#### What to work on:
Please repeat the records exactly from their first line, finishing at the line containing "are equal |" and including it.

+++

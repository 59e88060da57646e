//! Grid-stepping randomizer: deterministic values selected by `(index, decimation)`.
//!
//! | Field | Value for `index` |
//! |-------|-------------------|
//! | float, double, half | point `index % decimation` of `decimation` evenly spaced points over `[min, max]` |
//! | integers | `min + index % (max - min + 1)` |
//! | bool | `index` odd |
//! | char | `allowed[index % len]` |
//! | string | length `min + index % (max - min + 1)`, char `i` is `allowed[(index + i) % len]` |
//! | nullable, optional struct | present when `index` is even |
//! | list | `min + index % (max - min)`, or `min` when the bounds are equal |
//! | temporal | 2000-01-01T00:00:00 advanced by `index` seconds (days for dates) |
//!
//! The same `(schema, index, decimation)` always yields the same value, and therefore the same
//! serialized bytes, which makes the output usable as golden data.

use super::lerp;
use crate::codec::round_to_half;
use crate::field::{ArrayType, Domain, Field, ListType, Numeric, ScalarType, StructType};
use crate::value::Value;
use crate::visit::{Access, Composite, ValueSlot, VisitError, Visitor, VisitorBase};
use chrono::{Days, NaiveDate, NaiveDateTime, NaiveTime, TimeDelta};

const SECS_PER_DAY: u64 = 86_400;
/// Temporal offsets wrap after this many days so every index maps to a valid date.
const DAYS_WRAP: u64 = 36_525;

fn step_int<T>(domain: &Domain<T>, index: u64) -> T
where
    T: Numeric + Into<i128> + TryFrom<i128>,
{
    let min: i128 = domain.min().into();
    let max: i128 = domain.max().into();
    let span = max - min + 1;
    T::try_from(min + (index as i128) % span).unwrap_or(domain.min())
}

pub struct GridRandomizer<'s> {
    base: VisitorBase<'s>,
    index: u64,
    decimation: u64,
    epoch: NaiveDateTime,
}

impl<'s> GridRandomizer<'s> {
    /// `decimation` is the number of grid points across each floating domain; it must be
    /// non-zero.
    pub fn new(index: u64, decimation: u64) -> Result<Self, VisitError> {
        if decimation == 0 {
            return Err(VisitError::InvalidConfig("decimation must be at least 1".to_string()));
        }
        let epoch = NaiveDate::from_ymd_opt(2000, 1, 1)
            .map(|d| NaiveDateTime::new(d, NaiveTime::MIN))
            .ok_or_else(|| VisitError::InvalidConfig("grid epoch out of range".to_string()))?;
        Ok(GridRandomizer { base: VisitorBase::default(), index, decimation, epoch })
    }

    pub fn index(&self) -> u64 {
        self.index
    }

    pub fn decimation(&self) -> u64 {
        self.decimation
    }

    fn present(&self) -> bool {
        self.index % 2 == 0
    }

    /// Grid point of `[min, max]` selected by the index; both ends are hit exactly.
    fn point(&self, min: f64, max: f64) -> f64 {
        let k = self.index % self.decimation;
        if self.decimation == 1 || k == 0 {
            min
        } else if k == self.decimation - 1 {
            max
        } else {
            lerp(min, max, k as f64 / (self.decimation - 1) as f64)
        }
    }

    fn pick<T: Copy>(&self, items: &[T], offset: usize) -> T {
        items[(self.index as usize).wrapping_add(offset) % items.len()]
    }

    fn temporal_error(&self, field: &Field) -> VisitError {
        VisitError::Domain { field: field.name().to_string(), reason: format!("index {} overflows", self.index) }
    }

    fn scalar(&self, field: &Field, ty: &ScalarType) -> Result<Value, VisitError> {
        let index = self.index;
        Ok(match ty {
            ScalarType::Int8(d) => Value::Int8(step_int(d, index)),
            ScalarType::Int16(d) => Value::Int16(step_int(d, index)),
            ScalarType::Int32(d) => Value::Int32(step_int(d, index)),
            ScalarType::Int64(d) => Value::Int64(step_int(d, index)),
            ScalarType::UInt8(d) => Value::UInt8(step_int(d, index)),
            ScalarType::UInt16(d) => Value::UInt16(step_int(d, index)),
            ScalarType::UInt32(d) => Value::UInt32(step_int(d, index)),
            ScalarType::UInt64(d) => Value::UInt64(step_int(d, index)),
            ScalarType::Float(d) => Value::Float((self.point(d.min() as f64, d.max() as f64) as f32).clamp(d.min(), d.max())),
            ScalarType::Double(d) => Value::Double(self.point(d.min(), d.max()).clamp(d.min(), d.max())),
            ScalarType::HalfFloat(d) => {
                let x = (self.point(d.min() as f64, d.max() as f64) as f32).clamp(d.min(), d.max());
                Value::HalfFloat(round_to_half(x))
            }
            ScalarType::Bool => Value::Bool(index % 2 == 1),
            ScalarType::Char(set) => Value::Char(self.pick(set.chars(), 0)),
            ScalarType::String(st) => {
                let span = ((st.max_size() - st.min_size()) as u64).saturating_add(1);
                let len = st.min_size() + (index % span) as usize;
                Value::String((0..len).map(|i| self.pick(st.allowed().chars(), i)).collect())
            }
            ScalarType::DateTime => {
                let secs = index % (DAYS_WRAP * SECS_PER_DAY);
                let t = TimeDelta::try_seconds(secs as i64)
                    .and_then(|d| self.epoch.checked_add_signed(d))
                    .ok_or_else(|| self.temporal_error(field))?;
                Value::DateTime(t)
            }
            ScalarType::DateOnly => {
                let d = self.epoch.date().checked_add_days(Days::new(index % DAYS_WRAP));
                Value::Date(d.ok_or_else(|| self.temporal_error(field))?)
            }
            ScalarType::TimeOnly => {
                let t = NaiveTime::from_num_seconds_from_midnight_opt((index % SECS_PER_DAY) as u32, 0);
                Value::Time(t.ok_or_else(|| self.temporal_error(field))?)
            }
            ScalarType::TimeSpan => {
                let d = TimeDelta::try_seconds((index % SECS_PER_DAY) as i64);
                Value::TimeSpan(d.ok_or_else(|| self.temporal_error(field))?)
            }
        })
    }
}

impl<'s> Visitor<'s> for GridRandomizer<'s> {
    fn access(&self) -> Access {
        Access::Write
    }

    fn visit(&mut self, field: &'s Field, ty: &'s ScalarType, slot: &mut ValueSlot<'_>) -> Result<(), VisitError> {
        let value = if field.is_nullable() && !self.present() { Value::Null } else { self.scalar(field, ty)? };
        slot.set(value)
    }

    fn begin_struct(&mut self, field: &'s Field, _ty: &'s StructType) -> Result<(), VisitError> {
        self.base.open(Composite::Struct, field);
        Ok(())
    }

    fn end_struct(&mut self, field: &'s Field) -> Result<(), VisitError> {
        self.base.close(Composite::Struct, field)
    }

    fn begin_array(&mut self, field: &'s Field, _ty: &'s ArrayType) -> Result<(), VisitError> {
        self.base.open(Composite::Array, field);
        Ok(())
    }

    fn end_array(&mut self, field: &'s Field) -> Result<(), VisitError> {
        self.base.close(Composite::Array, field)
    }

    fn begin_list(&mut self, field: &'s Field, ty: &'s ListType, _count: usize) -> Result<usize, VisitError> {
        self.base.open(Composite::List, field);
        let span = (ty.max_size() - ty.min_size()) as u64;
        if span == 0 {
            return Ok(ty.min_size());
        }
        Ok(ty.min_size() + (self.index % span) as usize)
    }

    fn end_list(&mut self, field: &'s Field) -> Result<(), VisitError> {
        self.base.close(Composite::List, field)
    }

    fn begin_optional_struct(&mut self, field: &'s Field, _ty: &'s StructType, _present: bool) -> Result<bool, VisitError> {
        self.base.open(Composite::OptionalStruct, field);
        Ok(self.present())
    }

    fn end_optional_struct(&mut self, field: &'s Field) -> Result<(), VisitError> {
        self.base.close(Composite::OptionalStruct, field)
    }

    fn finish(&mut self) -> Result<(), VisitError> {
        self.base.finish()
    }
}

#[cfg(test)]
mod tests {
    use super::*;
    use crate::field::{CharSet, FieldType, StringType};
    use crate::visit::walk_mut;

    fn fill(schema: &Field, index: u64, decimation: u64) -> Value {
        let mut value = Value::Null;
        walk_mut(schema, &mut value, &mut GridRandomizer::new(index, decimation).unwrap()).unwrap();
        value
    }

    #[test]
    fn zero_decimation_rejected() {
        assert!(matches!(GridRandomizer::new(0, 0), Err(VisitError::InvalidConfig(_))));
    }

    #[test]
    fn integers_wrap_over_domain() {
        let f = Field::scalar("n", ScalarType::Int8(Domain::new(-2, 1).unwrap())).unwrap();
        let got: Vec<Value> = (0..6).map(|i| fill(&f, i, 1)).collect();
        let want: Vec<Value> = [-2, -1, 0, 1, -2, -1].into_iter().map(Value::Int8).collect();
        assert_eq!(got, want);
        assert_eq!(fill(&Field::uint64("u").unwrap(), u64::MAX, 1), Value::UInt64(u64::MAX));
    }

    #[test]
    fn rotating_string_window() {
        let set = CharSet::new("abc".chars()).unwrap();
        let f = Field::scalar("s", ScalarType::String(StringType::new(2, 3, set).unwrap())).unwrap();
        assert_eq!(fill(&f, 0, 1), Value::String("ab".to_string()));
        assert_eq!(fill(&f, 1, 1), Value::String("bca".to_string()));
        assert_eq!(fill(&f, 2, 1), Value::String("ca".to_string()));
    }

    #[test]
    fn unbounded_string_size_does_not_overflow() {
        let set = CharSet::new("abc".chars()).unwrap();
        let f = Field::scalar("s", ScalarType::String(StringType::new(0, usize::MAX, set).unwrap())).unwrap();
        assert_eq!(fill(&f, 3, 1), Value::String("abc".to_string()));
    }

    #[test]
    fn presence_alternates() {
        let f = Field::structure(
            "root",
            vec![Field::nullable("n", ScalarType::Bool).unwrap(), Field::optional("o", vec![]).unwrap()],
        )
        .unwrap();
        assert_eq!(
            fill(&f, 0, 1),
            Value::Struct(vec![Value::Bool(false), Value::Optional(Some(Box::new(Value::Struct(vec![]))))])
        );
        assert_eq!(fill(&f, 1, 1), Value::Struct(vec![Value::Null, Value::Optional(None)]));
    }

    #[test]
    fn list_sizes() {
        let f = Field::list("l", FieldType::Scalar(ScalarType::Bool), 1, 3).unwrap();
        let sizes: Vec<usize> = (0..4).map(|i| fill(&f, i, 1).as_list().unwrap().len()).collect();
        assert_eq!(sizes, vec![1, 2, 1, 2]);
        let fixed = Field::list("l", FieldType::Scalar(ScalarType::Bool), 2, 2).unwrap();
        assert_eq!(fill(&fixed, 5, 1).as_list().unwrap().len(), 2);
    }

    #[test]
    fn temporal_from_epoch() {
        let f = Field::scalar("t", ScalarType::DateTime).unwrap();
        let want = NaiveDate::from_ymd_opt(2000, 1, 1).unwrap().and_hms_opt(0, 1, 1).unwrap();
        assert_eq!(fill(&f, 61, 1), Value::DateTime(want));
        let f = Field::scalar("d", ScalarType::DateOnly).unwrap();
        assert_eq!(fill(&f, 31, 1), Value::Date(NaiveDate::from_ymd_opt(2000, 2, 1).unwrap()));
    }
}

+++

#### Solution to this problem:
repository 59e88060da57646e
//! Grid-stepping randomizer: deterministic values selected by `(index, decimation)`.
//!
//! | Field | Value for `index` |
//! |-------|-------------------|
//! | float, double, half | point `index % decimation` of `decimation` evenly spaced points over `[min, max]` |
//! | integers | `min + index % (max - min + 1)` |
//! | bool | `index` odd |
//! | char | `allowed[index % len]` |
//! | string | length `min + index % (max - min + 1)`, char `i` is `allowed[(index + i) % len]` |
//! | nullable, optional struct | present when `index` is even |
//! | list | `min + index % (max - min)`, or `min` when the bounds are equal |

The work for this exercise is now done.